Walpole, qui hantait ce grand monde, rend ainsi compte du jugement de son entourage : « D’Éon vient de publier le plus scandaleux in-quarto, accusant outrageusement M. de Guerchy et très offensant pour MM. de Praslin et de Nivernais. En vérité, je crois qu’il aura trouvé moyen de les rendre tous les trois irréconciliables. Le duc de Praslin doit être enragé de l’étourderie du duc de Nivernais et de sa partialité pour d’Éon, et en viendra sûrement à haïr Guerchy, croyant que celui-ci ne lui pardonnera jamais ce qu’il a dit de lui. D’Éon, d’après l’idée qu’il donne de lui-même, est aussi coupable que possible, fou d’orgueil, insolent, injurieux, malhonnête, enfin un vrai composé d’abomination : cependant trop bien traité d’abord, et ensuite trop mal par sa cour; il est plein de malice et de talent pour mettre sa malice en jeu. Il y a beaucoup de mauvaises facéties dans son livre, ce qui est rare dans un livre français, mais aussi beaucoup d’esprit... M. de Guerchy est très blessé, quoiqu’il en ait moins de sujet que les deux autres : car sa réputation de courage et de bon naturel est, ici du moins, si bien établie qu’il n’en souffrira guère. Le conseil se réunit aujourd’hui pour délibérer sur ce qu’on peut faire à ce sujet. Bien des gens pensent qu’il n’est possible de rien faire. Lord Mansfield croit qu’on peut faire quelque chose, mais il a un peu de promptitude à prendre en cas pareil l’opinion la plus sévère. Je serais bien aise pourtant que la loi permît la sévérité dans le cas présent. » Et quelques jours après : « Les ministres étrangers, continue Walpole, se sont réunis pour faire cause commune avec M. de Guerchy, et l’attorney général a commencé une information. »

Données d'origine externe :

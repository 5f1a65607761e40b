//! Short-lived temporary files
//!
//! Every file created here is a `NamedTempFile` and is removed when dropped.
//! Callers should hand them back through [`discard`] so a failed removal
//! shows up in the logs.

use std::io::Write;
use std::path::Path;

use hfnix_core::ConfigTree;
use tempfile::{Builder, NamedTempFile};
use tracing::warn;

use crate::error::{EngineError, Result};

/// Write the evaluator expression to `eval.*.nix` in the temp dir
pub fn write_eval_expression(content: &str) -> Result<NamedTempFile> {
    write(Builder::new().prefix("eval.").suffix(".nix"), None, content)
}

/// Write values as JSON to `val.*.json` in the temp dir
pub fn write_values(values: &ConfigTree) -> Result<NamedTempFile> {
    let json = values.to_json()?;
    write(Builder::new().prefix("val.").suffix(".json"), None, &json)
}

/// Write `content` to `<dir>/<prefix><random><suffix>`
pub fn write_in(dir: &Path, prefix: &str, suffix: &str, content: &str) -> Result<NamedTempFile> {
    write(Builder::new().prefix(prefix).suffix(suffix), Some(dir), content)
}

fn write(builder: &mut Builder<'_, '_>, dir: Option<&Path>, content: &str) -> Result<NamedTempFile> {
    let created = match dir {
        Some(dir) => builder.tempfile_in(dir),
        None => builder.tempfile(),
    };
    let mut file = created.map_err(|e| {
        EngineError::io(dir.map_or_else(std::env::temp_dir, Path::to_path_buf), e)
    })?;

    file.write_all(content.as_bytes())
        .and_then(|()| file.flush())
        .map_err(|e| EngineError::io(file.path(), e))?;

    Ok(file)
}

/// Remove a temporary file, logging instead of failing
pub fn discard(file: NamedTempFile) {
    let path = file.path().to_path_buf();
    if let Err(e) = file.close() {
        warn!("Failed to remove temporary file {}: {}", path.display(), e);
    }
}
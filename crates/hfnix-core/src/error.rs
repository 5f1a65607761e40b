//! Core error types

use std::path::PathBuf;

use thiserror::Error;

#[derive(Error, Debug)]
pub enum CoreError {
    #[error("File not found: {path} (expected one of: {expected})")]
    FileNotFound { path: PathBuf, expected: String },

    #[error("Failed to parse {path}: {source}")]
    Parse {
        path: PathBuf,
        #[source]
        source: serde_yaml::Error,
    },

    #[error("Document root of {path} is not a mapping")]
    RootNotMapping { path: PathBuf },

    #[error("IO error at {path}: {source}")]
    Io {
        path: PathBuf,
        #[source]
        source: std::io::Error,
    },

    #[error("Invalid state value: '{fragment}'. Expected key=value")]
    InvalidOverrideFormat { fragment: String },

    #[error("Failed to parse value for '{key}': {source}")]
    OverrideValueParse {
        key: String,
        #[source]
        source: serde_yaml::Error,
    },

    #[error("Cannot set '{path}': nested key '{segment}' is not a map")]
    NestedKeyNotMap { path: String, segment: String },

    #[error("Failed to parse YAML: {0}")]
    YamlParse(#[from] serde_yaml::Error),

    #[error("Failed to serialize values: {0}")]
    Serialization(#[from] serde_json::Error),
}

pub type Result<T> = std::result::Result<T, CoreError>;
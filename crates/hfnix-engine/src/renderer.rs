//! Top-level helmfile rendering

use std::path::Path;

use hfnix_core::{ConfigTree, ConfigValue};
use tracing::debug;

use crate::cleanup::CleanupSet;
use crate::error::Result;
use crate::evaluator::{EvalRequest, EvalTarget, Evaluator};
use crate::release::ReleaseRenderer;
use crate::transform::json_to_yaml_documents;

/// Accepted entry file names, in order of preference
pub const HELMFILE_ENTRIES: &[&str] = &["helmfile.nix", "helmfile.gotmpl.nix"];

/// Renders a helmfile entry into a YAML document stream
pub struct Renderer<'a> {
    evaluator: &'a dyn Evaluator,
}

impl<'a> Renderer<'a> {
    pub fn new(evaluator: &'a dyn Evaluator) -> Self {
        Self { evaluator }
    }

    /// Evaluate the entry and render every nix chart it references
    ///
    /// Chart directories land in `cleanup`, also when rendering fails part
    /// way through.
    pub fn render(
        &self,
        file_name: &str,
        base: &Path,
        environment: &str,
        values: &ConfigTree,
        cleanup: &mut CleanupSet,
    ) -> Result<String> {
        let request = EvalRequest {
            file_name,
            base,
            target: EvalTarget::Helmfile { environment },
            values,
        };
        let output = self.evaluator.evaluate(&request)?;
        debug!("Evaluated {} ({} bytes)", request.entry().display(), output.len());

        let releases = ReleaseRenderer::new(self.evaluator);
        json_to_yaml_documents(&output, |document: &mut ConfigValue| {
            if document.get("releases").is_some() {
                releases.render_releases(document, base, cleanup)?;
            }
            Ok(())
        })
    }
}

D’Éon, de son côté, n’était guère moins exalté; le bruit qui se faisait autour de son nom achevait de griser sa pauvre tête. « Le misérable lunatique, dit encore Walpole, était hier à l’Opéra ayant l’air de sortir de Bedlam. Il ne marche qu’armé, et menace (ce que je le crois très capable d’accomplir) de tuer ou de se faire tuer, si on fait mine de mettre la main sur lui. »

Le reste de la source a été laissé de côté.